The Wilderness Committee’s embrace of what Ms. Carr touts as a “mixed economy” for Clayoquot Sound should not be confused with a market economy. The B.C. government runs its forests as a giant make-work project, even in the prized residential and tourist country that includes Clayoquot Sound. Private woodlot owners don’t log at a loss and, when not coerced by governments, they often don’t log at all, because wooded areas generally have higher recreational value, whether for wilderness camping, hunting or cottage lands. Private woodlot owners, unlike governments, often dream of passing on their lands to their children and grandchildren.

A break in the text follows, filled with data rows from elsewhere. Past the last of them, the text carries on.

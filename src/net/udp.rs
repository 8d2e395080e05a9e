use std::fmt;
use std::mem;
use std::net::SocketAddr;
use std::os::unix::io::{AsRawFd, FromRawFd, IntoRawFd, RawFd};

use crate::sys::unix::fd::FdGuard;
use crate::sys::unix::{cvt, net as sys};
use crate::unix::SourceFd;
use crate::{Error, Interest, Registry, Result, Source, Token};

/// A non-blocking UDP socket.
///
/// # Examples
///
/// A round-trip over two loopback sockets:
///
/// ```
/// use edge_net::net::UdpSocket;
///
/// let alice = UdpSocket::bind("127.0.0.1:0".parse().unwrap())?;
/// let bob = UdpSocket::bind("127.0.0.1:0".parse().unwrap())?;
///
/// alice.send_to(b"ping", bob.local_addr()?)?;
///
/// let mut buf = [0; 16];
/// std::thread::sleep(std::time::Duration::from_millis(10));
/// let (len, from) = bob.recv_from(&mut buf)?;
///
/// assert_eq!(&buf[..len], b"ping");
/// assert_eq!(from, alice.local_addr()?);
/// # edge_net::Result::Ok(())
/// ```
pub struct UdpSocket {
    fd: FdGuard,
}

impl UdpSocket {
    /// Binds a new socket to the given address.
    pub fn bind(addr: SocketAddr) -> Result<UdpSocket> {
        let fd = sys::new_socket(sys::domain_of(&addr), libc::SOCK_DGRAM)?;
        let socket = UdpSocket { fd: FdGuard::new(fd) };

        let (sockaddr, socklen) = sys::socket_addr(&addr);
        cvt(unsafe { libc::bind(fd, sockaddr.as_ptr(), socklen) })?;

        Ok(socket)
    }

    /// Sets the default destination and filters received datagrams
    /// to that peer.
    pub fn connect(&self, addr: SocketAddr) -> Result<()> {
        let (sockaddr, socklen) = sys::socket_addr(&addr);
        cvt(unsafe { libc::connect(self.fd.raw(), sockaddr.as_ptr(), socklen) }).map(|_| ())
    }

    /// Sends a datagram to the given address.
    pub fn send_to(&self, buf: &[u8], target: SocketAddr) -> Result<usize> {
        let (sockaddr, socklen) = sys::socket_addr(&target);
        let n = cvt(unsafe {
            libc::sendto(
                self.fd.raw(),
                buf.as_ptr() as *const libc::c_void,
                buf.len(),
                libc::MSG_NOSIGNAL,
                sockaddr.as_ptr(),
                socklen,
            )
        })?;
        Ok(n as usize)
    }

    /// Receives a datagram, returning its length and sender.
    pub fn recv_from(&self, buf: &mut [u8]) -> Result<(usize, SocketAddr)> {
        self.recv_from_flags(buf, 0)
    }

    /// Receives a datagram without consuming it.
    pub fn peek_from(&self, buf: &mut [u8]) -> Result<(usize, SocketAddr)> {
        self.recv_from_flags(buf, libc::MSG_PEEK)
    }

    fn recv_from_flags(
        &self,
        buf: &mut [u8],
        flags: libc::c_int,
    ) -> Result<(usize, SocketAddr)> {
        let mut storage: libc::sockaddr_storage = unsafe { mem::zeroed() };
        let mut socklen = mem::size_of::<libc::sockaddr_storage>() as libc::socklen_t;

        let n = cvt(unsafe {
            libc::recvfrom(
                self.fd.raw(),
                buf.as_mut_ptr() as *mut libc::c_void,
                buf.len(),
                flags,
                &mut storage as *mut _ as *mut libc::sockaddr,
                &mut socklen,
            )
        })?;

        let sender = sys::to_socket_addr(&storage)?;
        Ok((n as usize, sender))
    }

    /// Sends a datagram to the connected peer.
    pub fn send(&self, buf: &[u8]) -> Result<usize> {
        let n = cvt(unsafe {
            libc::send(
                self.fd.raw(),
                buf.as_ptr() as *const libc::c_void,
                buf.len(),
                libc::MSG_NOSIGNAL,
            )
        })?;
        Ok(n as usize)
    }

    /// Receives a datagram from the connected peer.
    pub fn recv(&self, buf: &mut [u8]) -> Result<usize> {
        let n = cvt(unsafe {
            libc::recv(
                self.fd.raw(),
                buf.as_mut_ptr() as *mut libc::c_void,
                buf.len(),
                0,
            )
        })?;
        Ok(n as usize)
    }

    /// Receives a datagram from the connected peer without consuming
    /// it.
    pub fn peek(&self, buf: &mut [u8]) -> Result<usize> {
        let n = cvt(unsafe {
            libc::recv(
                self.fd.raw(),
                buf.as_mut_ptr() as *mut libc::c_void,
                buf.len(),
                libc::MSG_PEEK,
            )
        })?;
        Ok(n as usize)
    }

    /// Returns the local address this socket is bound to.
    pub fn local_addr(&self) -> Result<SocketAddr> {
        sys::local_addr(self.fd.raw())
    }

    /// Returns the connected peer address.
    pub fn peer_addr(&self) -> Result<SocketAddr> {
        sys::peer_addr(self.fd.raw())
    }

    /// Sets the `SO_BROADCAST` option for this socket.
    pub fn set_broadcast(&self, on: bool) -> Result<()> {
        sys::setsockopt(
            self.fd.raw(),
            libc::SOL_SOCKET,
            libc::SO_BROADCAST,
            on as libc::c_int,
        )
    }

    /// Gets the `SO_BROADCAST` option for this socket.
    pub fn broadcast(&self) -> Result<bool> {
        let val: libc::c_int =
            sys::getsockopt(self.fd.raw(), libc::SOL_SOCKET, libc::SO_BROADCAST)?;
        Ok(val != 0)
    }

    /// Sets the `IP_TTL` option for this socket.
    pub fn set_ttl(&self, ttl: u32) -> Result<()> {
        sys::setsockopt(
            self.fd.raw(),
            libc::IPPROTO_IP,
            libc::IP_TTL,
            ttl as libc::c_int,
        )
    }

    /// Gets the `IP_TTL` option for this socket.
    pub fn ttl(&self) -> Result<u32> {
        let val: libc::c_int = sys::getsockopt(self.fd.raw(), libc::IPPROTO_IP, libc::IP_TTL)?;
        Ok(val as u32)
    }

    /// Gets the `IPV6_V6ONLY` option for this socket.
    pub fn only_v6(&self) -> Result<bool> {
        let val: libc::c_int =
            sys::getsockopt(self.fd.raw(), libc::IPPROTO_IPV6, libc::IPV6_V6ONLY)?;
        Ok(val != 0)
    }

    /// Returns and clears the pending error on this socket, if any.
    pub fn take_error(&self) -> Result<Option<Error>> {
        sys::take_error(self.fd.raw())
    }
}

impl Source for UdpSocket {
    fn register(
        &mut self,
        registry: &Registry,
        token: Token,
        interests: Interest,
    ) -> Result<()> {
        SourceFd(&self.fd.raw()).register(registry, token, interests)
    }

    fn reregister(
        &mut self,
        registry: &Registry,
        token: Token,
        interests: Interest,
    ) -> Result<()> {
        SourceFd(&self.fd.raw()).reregister(registry, token, interests)
    }

    fn deregister(&mut self, registry: &Registry) -> Result<()> {
        SourceFd(&self.fd.raw()).deregister(registry)
    }
}

impl AsRawFd for UdpSocket {
    fn as_raw_fd(&self) -> RawFd {
        self.fd.raw()
    }
}

impl FromRawFd for UdpSocket {
    unsafe fn from_raw_fd(fd: RawFd) -> UdpSocket {
        UdpSocket { fd: FdGuard::new(fd) }
    }
}

impl IntoRawFd for UdpSocket {
    fn into_raw_fd(mut self) -> RawFd {
        self.fd.release()
    }
}

impl fmt::Debug for UdpSocket {
    fn fmt(&self, fmt: &mut fmt::Formatter<'_>) -> fmt::Result {
        fmt.debug_struct("UdpSocket").field("fd", &self.fd).finish()
    }
}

If only the envirocrats shared the same concern for the future.
From an Ontario government press release dated March 29, 1999, the day the Ontario Forest Accord was signed.
Hodgson says Living Legacy Good News for Northern Ontario
The province’s Living Legacy and the Lands for Life process on which it was built, are good news for Northern Ontario, Northern Development and Mines Minister Chris Hodgson said today. … we can assure the sector that it has achieved the certainty it wants for the industry. “Access for environmentally sensitive mineral exploration is being protected in areas of provincially significant mineral potential, and it is business as usual for existing claim holders and mining activity already underway.”
“We are satisfied with the degree of certainty Living Legacy provides for the long term,” said Michael Wills of RBC Dominion Securities. “The government is willing to put its guarantees in a written contract and that substantially increases our comfort level.”
“It is vital that we have the access we need to land in Ontario with significant mineral potential,” said Inco’s Chairman and Chief Executive Officer Michael Sopko. “This initiative contributes to ensuring the continued success of the mineral industry in Ontario.”
“We are pleased that exploration will be allowed within the new protected areas,” said Don McKinnon, director of MCK Mining and Baltic Resources. “It makes good sense to follow carefully prescribed practices that have already proven successful in environmentally sensitive areas.”
The minister also announced that the province would be investing $21-million over two years for programs to boost mineral exploration in Ontario.
“Along with freezing mining taxes and fees, reducing red tape, streamlining regulations as well as lowering Workplace Safety and Insurance Board rates for mining, this government has demonstrated to the international mining community that we welcome its investments,” said Hodgson. “We’re proud of our track record on this front and fully intend to remain the front runners in this industry.”